Nitrogen is responsible for vegetative growth and contributes to the structure of nearly all plant material. Let’s take a look at how nitrogen mediates important function in plants.

  • Nitrogen assimilation into Amino acid is the building block for proteins, and proteins are part of every cell found in both plants and animals.
  • Nitrogen catalyses the formation of nucleic acid. It is the core element of plant protein and genetic material like DNA and RNA.
  • Nitrogen is a component of chlorophyll and crucial for photosynthesis.
  • Significantly increase leaf chlorophyll content with an increased biomass production.
  • Nitrogen influences growth and utilization of sugars more than it affects photosynthesis through a reduction in chlorophyll.
  • Plants take up nitrogen in the form of Nitrates and ammonium NH4+is likely the leading source.
  • Nitrogen affects growth and yield of many vegetable crops
  • Nitrogen fertilization is found to increase seed yield
  • Leaf area expansion, stem elongation addition of node and photosynthesis rate apparently increases in the presence of Nitrogen.

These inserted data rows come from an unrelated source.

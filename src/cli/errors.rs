//! CLI-specific error types
//!
//! All CLI errors end the process with a non-zero exit.

use std::fmt;
use std::io;

use crate::config::ConfigError;
use crate::schema::SchemaError;

/// CLI error codes
#[derive(Debug, Clone, PartialEq, Eq)]
pub enum CliErrorCode {
    /// Configuration file error
    ConfigError,
    /// Schema file could not be loaded
    SchemaError,
    /// Request on stdin is not a write
    InvalidRequest,
    /// I/O error (stdin/stdout)
    IoError,
}

impl CliErrorCode {
    /// Get the error code string
    pub fn code(&self) -> &'static str {
        match self {
            Self::ConfigError => "SYNC_CLI_CONFIG_ERROR",
            Self::SchemaError => "SYNC_CLI_SCHEMA_ERROR",
            Self::InvalidRequest => "SYNC_CLI_INVALID_REQUEST",
            Self::IoError => "SYNC_CLI_IO_ERROR",
        }
    }
}

/// CLI error
#[derive(Debug)]
pub struct CliError {
    code: CliErrorCode,
    message: String,
}

impl CliError {
    pub fn new(code: CliErrorCode, message: impl Into<String>) -> Self {
        Self {
            code,
            message: message.into(),
        }
    }

    pub fn config_error(msg: impl Into<String>) -> Self {
        Self::new(CliErrorCode::ConfigError, msg)
    }

    pub fn schema_error(msg: impl Into<String>) -> Self {
        Self::new(CliErrorCode::SchemaError, msg)
    }

    pub fn invalid_request(msg: impl Into<String>) -> Self {
        Self::new(CliErrorCode::InvalidRequest, msg)
    }

    pub fn io_error(msg: impl Into<String>) -> Self {
        Self::new(CliErrorCode::IoError, msg)
    }

    pub fn code(&self) -> &CliErrorCode {
        &self.code
    }

    pub fn code_str(&self) -> &'static str {
        self.code.code()
    }

    pub fn message(&self) -> &str {
        &self.message
    }
}

impl fmt::Display for CliError {
    fn fmt(&self, f: &mut fmt::Formatter<'_>) -> fmt::Result {
        write!(f, "{}: {}", self.code.code(), self.message)
    }
}

impl std::error::Error for CliError {}

impl From<io::Error> for CliError {
    fn from(e: io::Error) -> Self {
        Self::io_error(e.to_string())
    }
}

impl From<serde_json::Error> for CliError {
    fn from(e: serde_json::Error) -> Self {
        Self::io_error(format!("JSON error: {}", e))
    }
}

impl From<ConfigError> for CliError {
    fn from(e: ConfigError) -> Self {
        Self::config_error(e.to_string())
    }
}

impl From<SchemaError> for CliError {
    fn from(e: SchemaError) -> Self {
        Self::schema_error(e.to_string())
    }
}

/// CLI result type
pub type CliResult<T> = Result<T, CliError>;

  • Higher nitrogen concentration is associated with higher shoot dry matter production.
  • High nitrogen concentration remarkably improves photosynthetic CO2 assimilation of the target leaves.
  • Transpiration rate increased with high Nitrogen concentration.

However, a plant’s tendency to store nutrients increases during the bloom phase. All through flower production, the focus is on building up stores of energy and nutrition for seeds. Thus, too high a dose of nitrogen in densely packed floral tissues leads to predispose blooms to botrytis and thus prone to attack by insects and pest. Also, excessively high nitrogen levels delay maturation by weeks and reduces accumulation of sugar, dipping aroma and flavor. So, keep a check on the concentration of nitrogen through proper measurement and analysis and adjust the levels accordingly for better yields and harvests.